[Stored items]
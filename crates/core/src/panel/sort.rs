//! Natural ordering for line codes.
//!
//! Codes are split into digit and non-digit runs. Digit runs compare by
//! numeric value, text runs compare case-insensitively, and a digit run
//! sorts before a text run. Pure integers therefore order by value, and
//! `"5" < "12N" < "31" < "31E" < "FB2"`. Ties fall back to byte order so
//! the result is a total order.

use std::cmp::Ordering;

#[derive(Debug, PartialEq, Eq)]
enum Chunk<'a> {
    Digits(&'a str),
    Text(&'a str),
}

fn chunks(code: &str) -> impl Iterator<Item = Chunk<'_>> {
    let mut rest = code;
    std::iter::from_fn(move || {
        let first = rest.chars().next()?;
        let digits = first.is_ascii_digit();
        let end = rest
            .find(|c: char| c.is_ascii_digit() != digits)
            .unwrap_or(rest.len());
        let (head, tail) = rest.split_at(end);
        rest = tail;
        Some(if digits {
            Chunk::Digits(head)
        } else {
            Chunk::Text(head)
        })
    })
}

fn cmp_digits(a: &str, b: &str) -> Ordering {
    let a = a.trim_start_matches('0');
    let b = b.trim_start_matches('0');
    a.len().cmp(&b.len()).then_with(|| a.cmp(b))
}

fn cmp_text(a: &str, b: &str) -> Ordering {
    a.chars()
        .flat_map(char::to_lowercase)
        .cmp(b.chars().flat_map(char::to_lowercase))
}

pub fn natural_cmp(a: &str, b: &str) -> Ordering {
    let mut left = chunks(a);
    let mut right = chunks(b);
    loop {
        let ordering = match (left.next(), right.next()) {
            (None, None) => return a.cmp(b),
            (None, Some(_)) => return Ordering::Less,
            (Some(_), None) => return Ordering::Greater,
            (Some(Chunk::Digits(x)), Some(Chunk::Digits(y))) => cmp_digits(x, y),
            (Some(Chunk::Text(x)), Some(Chunk::Text(y))) => cmp_text(x, y),
            (Some(Chunk::Digits(_)), Some(Chunk::Text(_))) => Ordering::Less,
            (Some(Chunk::Text(_)), Some(Chunk::Digits(_))) => Ordering::Greater,
        };
        if ordering != Ordering::Equal {
            return ordering;
        }
    }
}

#[cfg(test)]
mod tests {
    use super::*;

    fn sorted(codes: &[&'static str]) -> Vec<&'static str> {
        let mut codes = codes.to_vec();
        codes.sort_by(|a, b| natural_cmp(a, b));
        codes
    }

    #[test]
    fn test_numbers_by_value() {
        assert_eq!(sorted(&["100", "5", "20", "11"]), ["5", "11", "20", "100"]);
    }

    #[test]
    fn test_mixed_codes_interleave() {
        assert_eq!(
            sorted(&["31E", "FB2", "12N", "31", "5", "110"]),
            ["5", "12N", "31", "31E", "110", "FB2"]
        );
    }

    #[test]
    fn test_embedded_digits() {
        assert_eq!(sorted(&["FB10", "FB2", "fb3"]), ["FB2", "fb3", "FB10"]);
    }

    #[test]
    fn test_leading_zeros_are_stable() {
        assert_eq!(natural_cmp("05", "5"), Ordering::Less);
        assert_eq!(natural_cmp("5", "5"), Ordering::Equal);
        assert_eq!(natural_cmp("007A", "7B"), Ordering::Less);
    }
}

* [Task]: All that belongs in the answer is the run of lines above from the line containing "runs compare by" through the line containing "by value, and", exactly as written.

* [Solution for this task]:
//! Codes are split into digit and non-digit runs. Digit runs compare by
//! numeric value, text runs compare case-insensitively, and a digit run
//! sorts before a text run. Pure integers therefore order by value, and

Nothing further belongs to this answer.